[[ Provided data, beginning ]]

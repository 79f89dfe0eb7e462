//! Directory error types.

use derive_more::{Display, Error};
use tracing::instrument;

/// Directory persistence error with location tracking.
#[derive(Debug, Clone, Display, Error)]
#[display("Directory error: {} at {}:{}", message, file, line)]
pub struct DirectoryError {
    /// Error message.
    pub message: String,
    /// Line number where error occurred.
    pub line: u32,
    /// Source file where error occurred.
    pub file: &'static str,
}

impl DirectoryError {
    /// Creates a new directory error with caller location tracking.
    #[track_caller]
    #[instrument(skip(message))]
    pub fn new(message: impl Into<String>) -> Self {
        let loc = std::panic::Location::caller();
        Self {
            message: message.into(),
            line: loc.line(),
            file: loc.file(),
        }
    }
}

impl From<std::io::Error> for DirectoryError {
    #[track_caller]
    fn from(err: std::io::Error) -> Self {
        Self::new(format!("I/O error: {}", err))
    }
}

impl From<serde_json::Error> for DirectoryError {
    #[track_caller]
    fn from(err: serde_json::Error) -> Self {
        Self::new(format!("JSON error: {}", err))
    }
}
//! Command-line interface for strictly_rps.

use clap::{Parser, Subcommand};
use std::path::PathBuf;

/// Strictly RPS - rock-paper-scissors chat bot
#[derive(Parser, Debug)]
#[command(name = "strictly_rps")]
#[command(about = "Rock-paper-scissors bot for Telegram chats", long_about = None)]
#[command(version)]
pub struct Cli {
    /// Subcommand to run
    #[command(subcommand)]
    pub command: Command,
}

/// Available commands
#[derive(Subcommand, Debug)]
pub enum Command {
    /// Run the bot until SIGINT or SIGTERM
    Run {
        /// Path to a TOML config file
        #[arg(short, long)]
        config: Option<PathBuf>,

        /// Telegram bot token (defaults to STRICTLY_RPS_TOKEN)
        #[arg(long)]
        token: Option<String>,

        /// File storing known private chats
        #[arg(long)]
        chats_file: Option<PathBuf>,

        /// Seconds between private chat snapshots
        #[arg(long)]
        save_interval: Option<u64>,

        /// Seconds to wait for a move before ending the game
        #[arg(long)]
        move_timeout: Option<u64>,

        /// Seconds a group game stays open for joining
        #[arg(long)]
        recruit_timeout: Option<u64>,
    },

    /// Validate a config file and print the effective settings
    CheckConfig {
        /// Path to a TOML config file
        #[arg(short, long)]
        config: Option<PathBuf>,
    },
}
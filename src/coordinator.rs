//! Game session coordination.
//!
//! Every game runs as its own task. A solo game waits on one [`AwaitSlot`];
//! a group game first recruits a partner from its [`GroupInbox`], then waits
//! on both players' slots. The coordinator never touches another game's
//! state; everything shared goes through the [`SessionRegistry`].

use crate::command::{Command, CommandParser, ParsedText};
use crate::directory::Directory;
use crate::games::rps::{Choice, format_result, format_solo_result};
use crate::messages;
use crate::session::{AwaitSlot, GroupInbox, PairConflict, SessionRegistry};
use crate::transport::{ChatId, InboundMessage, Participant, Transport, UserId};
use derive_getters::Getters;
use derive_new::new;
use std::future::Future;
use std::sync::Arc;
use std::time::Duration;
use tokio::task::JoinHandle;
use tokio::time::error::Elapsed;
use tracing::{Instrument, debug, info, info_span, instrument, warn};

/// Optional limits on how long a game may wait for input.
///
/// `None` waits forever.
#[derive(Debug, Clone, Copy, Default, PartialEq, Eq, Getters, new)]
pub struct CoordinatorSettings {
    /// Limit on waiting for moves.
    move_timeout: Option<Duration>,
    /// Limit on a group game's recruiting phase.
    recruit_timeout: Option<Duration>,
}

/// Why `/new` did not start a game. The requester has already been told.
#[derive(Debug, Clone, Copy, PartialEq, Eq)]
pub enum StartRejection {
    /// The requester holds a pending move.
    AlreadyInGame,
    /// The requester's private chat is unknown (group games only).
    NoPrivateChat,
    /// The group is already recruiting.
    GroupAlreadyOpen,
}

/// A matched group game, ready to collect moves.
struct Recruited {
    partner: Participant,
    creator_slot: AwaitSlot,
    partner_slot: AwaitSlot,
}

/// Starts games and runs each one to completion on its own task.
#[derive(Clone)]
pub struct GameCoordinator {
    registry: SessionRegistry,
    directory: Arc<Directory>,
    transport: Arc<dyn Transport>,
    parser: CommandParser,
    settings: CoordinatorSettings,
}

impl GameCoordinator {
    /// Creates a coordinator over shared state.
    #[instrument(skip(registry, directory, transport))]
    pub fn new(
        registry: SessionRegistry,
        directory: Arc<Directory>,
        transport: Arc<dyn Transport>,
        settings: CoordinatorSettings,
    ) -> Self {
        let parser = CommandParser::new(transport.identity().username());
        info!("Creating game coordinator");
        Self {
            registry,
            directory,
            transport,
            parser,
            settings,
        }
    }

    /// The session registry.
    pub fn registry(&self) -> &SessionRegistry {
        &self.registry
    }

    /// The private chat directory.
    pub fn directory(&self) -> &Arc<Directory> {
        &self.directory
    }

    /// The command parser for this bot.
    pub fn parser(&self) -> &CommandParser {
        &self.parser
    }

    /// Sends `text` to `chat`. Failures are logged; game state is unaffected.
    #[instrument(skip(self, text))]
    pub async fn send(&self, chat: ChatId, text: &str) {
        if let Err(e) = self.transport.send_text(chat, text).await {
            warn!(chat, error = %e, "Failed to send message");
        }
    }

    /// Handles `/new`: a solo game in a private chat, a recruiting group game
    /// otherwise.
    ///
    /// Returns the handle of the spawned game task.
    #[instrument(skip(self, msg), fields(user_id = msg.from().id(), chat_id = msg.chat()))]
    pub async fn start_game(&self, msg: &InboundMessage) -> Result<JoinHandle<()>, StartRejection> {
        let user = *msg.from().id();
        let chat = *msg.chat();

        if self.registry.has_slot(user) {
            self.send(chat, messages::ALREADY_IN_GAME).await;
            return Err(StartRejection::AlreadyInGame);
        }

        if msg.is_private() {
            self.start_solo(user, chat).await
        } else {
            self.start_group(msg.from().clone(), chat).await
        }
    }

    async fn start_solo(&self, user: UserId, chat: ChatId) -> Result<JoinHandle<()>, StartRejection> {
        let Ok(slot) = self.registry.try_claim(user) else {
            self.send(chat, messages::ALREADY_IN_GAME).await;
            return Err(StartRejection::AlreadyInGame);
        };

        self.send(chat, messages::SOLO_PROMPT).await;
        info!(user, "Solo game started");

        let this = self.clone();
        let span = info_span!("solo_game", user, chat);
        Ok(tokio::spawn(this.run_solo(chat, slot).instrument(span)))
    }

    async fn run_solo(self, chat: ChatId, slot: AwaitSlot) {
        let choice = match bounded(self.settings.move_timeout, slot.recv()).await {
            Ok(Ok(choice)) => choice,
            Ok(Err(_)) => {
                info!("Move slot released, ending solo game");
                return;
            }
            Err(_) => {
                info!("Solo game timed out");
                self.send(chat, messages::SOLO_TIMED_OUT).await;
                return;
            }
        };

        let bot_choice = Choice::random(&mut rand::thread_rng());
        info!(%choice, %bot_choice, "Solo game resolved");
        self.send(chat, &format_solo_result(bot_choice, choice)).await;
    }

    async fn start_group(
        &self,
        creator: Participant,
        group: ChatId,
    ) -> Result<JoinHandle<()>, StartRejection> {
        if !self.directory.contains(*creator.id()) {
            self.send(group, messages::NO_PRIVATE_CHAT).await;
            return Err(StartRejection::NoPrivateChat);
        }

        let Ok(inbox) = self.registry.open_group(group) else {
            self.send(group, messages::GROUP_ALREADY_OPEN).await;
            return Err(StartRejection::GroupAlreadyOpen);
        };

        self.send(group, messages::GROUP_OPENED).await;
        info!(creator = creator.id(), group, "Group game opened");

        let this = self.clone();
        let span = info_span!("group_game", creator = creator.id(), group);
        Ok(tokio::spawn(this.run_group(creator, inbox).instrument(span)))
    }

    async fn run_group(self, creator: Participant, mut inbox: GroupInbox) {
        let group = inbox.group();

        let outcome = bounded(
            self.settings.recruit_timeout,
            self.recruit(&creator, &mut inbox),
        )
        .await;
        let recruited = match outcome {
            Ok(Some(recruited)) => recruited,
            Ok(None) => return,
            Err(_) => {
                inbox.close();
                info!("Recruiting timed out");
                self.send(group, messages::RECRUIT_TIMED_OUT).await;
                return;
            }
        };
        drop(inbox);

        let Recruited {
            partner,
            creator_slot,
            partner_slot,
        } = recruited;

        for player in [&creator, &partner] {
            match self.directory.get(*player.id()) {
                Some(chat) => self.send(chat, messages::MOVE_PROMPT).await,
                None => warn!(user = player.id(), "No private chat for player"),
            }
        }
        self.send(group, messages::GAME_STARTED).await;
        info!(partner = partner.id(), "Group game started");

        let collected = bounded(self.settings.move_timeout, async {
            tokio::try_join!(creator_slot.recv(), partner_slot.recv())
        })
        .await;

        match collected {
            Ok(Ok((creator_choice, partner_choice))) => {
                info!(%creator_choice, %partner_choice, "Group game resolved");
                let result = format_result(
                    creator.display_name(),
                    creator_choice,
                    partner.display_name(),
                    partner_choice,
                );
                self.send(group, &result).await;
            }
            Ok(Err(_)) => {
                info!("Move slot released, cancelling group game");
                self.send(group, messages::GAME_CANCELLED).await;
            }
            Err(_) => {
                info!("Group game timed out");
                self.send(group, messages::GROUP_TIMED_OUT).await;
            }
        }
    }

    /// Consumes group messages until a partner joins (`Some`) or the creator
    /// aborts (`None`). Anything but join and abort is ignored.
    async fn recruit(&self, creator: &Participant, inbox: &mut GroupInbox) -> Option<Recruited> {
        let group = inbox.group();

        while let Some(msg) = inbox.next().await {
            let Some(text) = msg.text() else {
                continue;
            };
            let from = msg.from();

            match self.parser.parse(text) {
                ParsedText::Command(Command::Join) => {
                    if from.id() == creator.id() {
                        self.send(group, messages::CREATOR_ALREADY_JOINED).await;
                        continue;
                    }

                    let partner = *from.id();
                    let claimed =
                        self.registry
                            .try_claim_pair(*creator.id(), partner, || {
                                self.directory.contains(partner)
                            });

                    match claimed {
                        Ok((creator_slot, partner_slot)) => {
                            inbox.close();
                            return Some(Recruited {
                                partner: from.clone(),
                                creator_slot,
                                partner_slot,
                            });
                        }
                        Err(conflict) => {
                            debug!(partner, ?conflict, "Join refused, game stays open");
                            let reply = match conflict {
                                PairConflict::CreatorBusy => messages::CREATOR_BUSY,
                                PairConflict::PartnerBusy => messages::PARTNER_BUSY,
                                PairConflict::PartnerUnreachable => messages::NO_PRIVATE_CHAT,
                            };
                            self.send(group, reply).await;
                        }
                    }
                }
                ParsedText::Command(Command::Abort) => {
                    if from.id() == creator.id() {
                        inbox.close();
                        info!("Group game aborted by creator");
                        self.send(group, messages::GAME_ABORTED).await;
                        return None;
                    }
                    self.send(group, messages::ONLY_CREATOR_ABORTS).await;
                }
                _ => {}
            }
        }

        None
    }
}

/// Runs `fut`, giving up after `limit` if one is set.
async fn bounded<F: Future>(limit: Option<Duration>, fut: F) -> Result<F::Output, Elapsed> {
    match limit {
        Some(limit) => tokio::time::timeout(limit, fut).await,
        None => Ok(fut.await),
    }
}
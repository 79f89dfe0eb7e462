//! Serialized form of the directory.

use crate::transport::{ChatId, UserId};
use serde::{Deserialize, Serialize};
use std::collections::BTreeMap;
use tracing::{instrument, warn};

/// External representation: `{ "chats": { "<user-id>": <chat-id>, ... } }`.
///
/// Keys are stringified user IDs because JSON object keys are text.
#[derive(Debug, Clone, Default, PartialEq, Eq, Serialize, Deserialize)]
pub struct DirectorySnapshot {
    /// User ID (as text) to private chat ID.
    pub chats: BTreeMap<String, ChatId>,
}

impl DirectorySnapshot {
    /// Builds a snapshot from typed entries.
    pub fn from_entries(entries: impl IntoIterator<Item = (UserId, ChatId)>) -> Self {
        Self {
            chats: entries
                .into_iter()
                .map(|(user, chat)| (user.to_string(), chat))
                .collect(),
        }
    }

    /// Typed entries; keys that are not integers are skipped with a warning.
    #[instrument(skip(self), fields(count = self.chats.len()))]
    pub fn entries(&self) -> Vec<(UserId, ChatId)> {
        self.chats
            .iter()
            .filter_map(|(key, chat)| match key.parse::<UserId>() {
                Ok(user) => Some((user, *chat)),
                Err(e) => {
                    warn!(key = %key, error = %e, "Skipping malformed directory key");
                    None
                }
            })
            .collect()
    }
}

[[ Provided data, end ]]

Task brief |
Please reproduce, exactly as written, the lines of the records from the first line through the one containing "file where error occurred.".

Answer space |
repository 79f89dfe0eb7e462
//! Directory error types.

use derive_more::{Display, Error};
use tracing::instrument;

/// Directory persistence error with location tracking.
#[derive(Debug, Clone, Display, Error)]
#[display("Directory error: {} at {}:{}", message, file, line)]
pub struct DirectoryError {
    /// Error message.
    pub message: String,
    /// Line number where error occurred.
    pub line: u32,
    /// Source file where error occurred.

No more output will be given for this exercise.